▶ **The data**
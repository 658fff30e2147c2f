//! Per-flow traffic statistics
//!
//! The [`FlowMonitor`] counts bytes and packets of every end-to-end flow as
//! they leave the source and reach the destination, and produces a
//! [`FlowStats`] summary per flow at the end of a run.

use std::collections::BTreeMap;
use std::time::Duration;

use derive_more::Display;
use manet_core::{FlowKey, SimTime};
use serde::{Deserialize, Serialize};

/// Which end of the flow saw the packet
#[derive(Debug, Display, Clone, Copy, PartialEq, Eq, Hash, Serialize, Deserialize)]
pub enum Direction {
    #[display("tx")]
    Transmit,
    #[display("rx")]
    Receive,
}

/// Raw counters for one flow
#[derive(Debug, Clone, PartialEq, Eq, Serialize, Deserialize)]
pub struct FlowRecord {
    pub flow: FlowKey,
    pub tx_bytes: u64,
    pub rx_bytes: u64,
    pub tx_packets: u64,
    pub rx_packets: u64,
    pub first_tx: Option<SimTime>,
    pub last_tx: Option<SimTime>,
    pub first_rx: Option<SimTime>,
    pub last_rx: Option<SimTime>,
    /// Sum of one-way delays of received packets
    pub delay_sum: Duration,
}

impl FlowRecord {
    pub fn new(flow: FlowKey) -> Self {
        Self {
            flow,
            tx_bytes: 0,
            rx_bytes: 0,
            tx_packets: 0,
            rx_packets: 0,
            first_tx: None,
            last_tx: None,
            first_rx: None,
            last_rx: None,
            delay_sum: Duration::ZERO,
        }
    }

    fn observe(&mut self, bytes: u64, direction: Direction, at: SimTime) {
        match direction {
            Direction::Transmit => {
                self.tx_bytes += bytes;
                self.tx_packets += 1;
                self.first_tx.get_or_insert(at);
                self.last_tx = Some(at);
            }
            Direction::Receive => {
                self.rx_bytes += bytes;
                self.rx_packets += 1;
                self.first_rx.get_or_insert(at);
                self.last_rx = Some(at);
            }
        }
    }

    /// Summarize the counters
    pub fn stats(&self) -> FlowStats {
        let throughput_bps = match (self.first_tx, self.last_rx) {
            (Some(first_tx), Some(last_rx)) => throughput_bps(self.rx_bytes, first_tx, last_rx),
            _ => 0.0,
        };
        FlowStats {
            flow: self.flow,
            tx_bytes: self.tx_bytes,
            rx_bytes: self.rx_bytes,
            tx_packets: self.tx_packets,
            rx_packets: self.rx_packets,
            lost_packets: self.tx_packets.saturating_sub(self.rx_packets),
            mean_delay: u32::try_from(self.rx_packets)
                .ok()
                .filter(|&n| n > 0)
                .map(|n| self.delay_sum / n),
            throughput_bps,
        }
    }
}

/// End-of-run summary for one flow
#[derive(Debug, Clone, PartialEq, Serialize, Deserialize)]
pub struct FlowStats {
    pub flow: FlowKey,
    pub tx_bytes: u64,
    pub rx_bytes: u64,
    pub tx_packets: u64,
    pub rx_packets: u64,
    pub lost_packets: u64,
    /// Mean one-way delay, `None` when nothing arrived
    pub mean_delay: Option<Duration>,
    pub throughput_bps: f64,
}

impl FlowStats {
    pub fn throughput_mbps(&self) -> f64 {
        self.throughput_bps / 1_000_000.0
    }
}

/// Received bits over the time from first send to last receipt
///
/// Zero when nothing was received or no time elapsed.
pub fn throughput_bps(rx_bytes: u64, first_tx: SimTime, last_rx: SimTime) -> f64 {
    let Some(elapsed) = last_rx.checked_duration_since(first_tx) else {
        return 0.0;
    };
    if rx_bytes == 0 || elapsed.is_zero() {
        return 0.0;
    }
    rx_bytes as f64 * 8.0 / elapsed.as_secs_f64()
}

/// Collects [`FlowRecord`]s for every flow seen
#[derive(Debug, Clone, Default)]
pub struct FlowMonitor {
    enabled: bool,
    records: BTreeMap<FlowKey, FlowRecord>,
}

impl FlowMonitor {
    pub fn new(enabled: bool) -> Self {
        Self {
            enabled,
            records: BTreeMap::new(),
        }
    }

    pub fn is_enabled(&self) -> bool {
        self.enabled
    }

    /// Count `bytes` of `flow` leaving the source or reaching the destination
    pub fn observe(&mut self, flow: FlowKey, bytes: u64, direction: Direction, at: SimTime) {
        if !self.enabled {
            return;
        }
        self.records
            .entry(flow)
            .or_insert_with(|| FlowRecord::new(flow))
            .observe(bytes, direction, at);
    }

    /// Count a receipt and its one-way delay since `sent_at`
    pub fn observe_delivery(&mut self, flow: FlowKey, bytes: u64, sent_at: SimTime, at: SimTime) {
        if !self.enabled {
            return;
        }
        let record = self
            .records
            .entry(flow)
            .or_insert_with(|| FlowRecord::new(flow));
        record.observe(bytes, Direction::Receive, at);
        record.delay_sum += at.saturating_duration_since(sent_at);
    }

    pub fn record(&self, flow: &FlowKey) -> Option<&FlowRecord> {
        self.records.get(flow)
    }

    /// Records ordered by flow key
    pub fn records(&self) -> impl Iterator<Item = &FlowRecord> {
        self.records.values()
    }

    pub fn len(&self) -> usize {
        self.records.len()
    }

    pub fn is_empty(&self) -> bool {
        self.records.is_empty()
    }

    /// Summaries ordered by flow key
    pub fn report(&self) -> Vec<FlowStats> {
        self.records.values().map(FlowRecord::stats).collect()
    }
}
//! # MANET Core
//!
//! Core identifiers, packets, and capabilities shared by the routing,
//! detection, and simulation crates.
//!
//! ## Key Traits
//!
//! - [`LinkModel`]: Something that carries frames between nodes (radio, tunnel)
//! - [`Detector`]: Classifies a route from its observable timing only
//! - [`Clock`]: Source of simulated time
//!
//! ## Key Types
//!
//! - [`NodeId`]: Address of a node in the network
//! - [`SimTime`]: Monotonic simulated instant
//! - [`Packet`] / [`Frame`]: Routing and data traffic on the air
//! - [`NetworkEvent`]: Events recorded over a run

pub mod detect;
pub mod error;
pub mod event;
pub mod identity;
pub mod link;
pub mod packet;
pub mod time;

// Re-export main types
pub use detect::*;
pub use error::*;
pub use event::*;
pub use identity::*;
pub use link::*;
pub use packet::*;
pub use time::*;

▶ **Task to carry out**
Everything from the line with "pub mod error;" to the end of the listing, and only that, is to be set down exactly, line by line.

▶ **Response to this task**
pub mod error;
pub mod event;
pub mod identity;
pub mod link;
pub mod packet;
pub mod time;

// Re-export main types
pub use detect::*;
pub use error::*;
pub use event::*;
pub use identity::*;
pub use link::*;
pub use packet::*;
pub use time::*;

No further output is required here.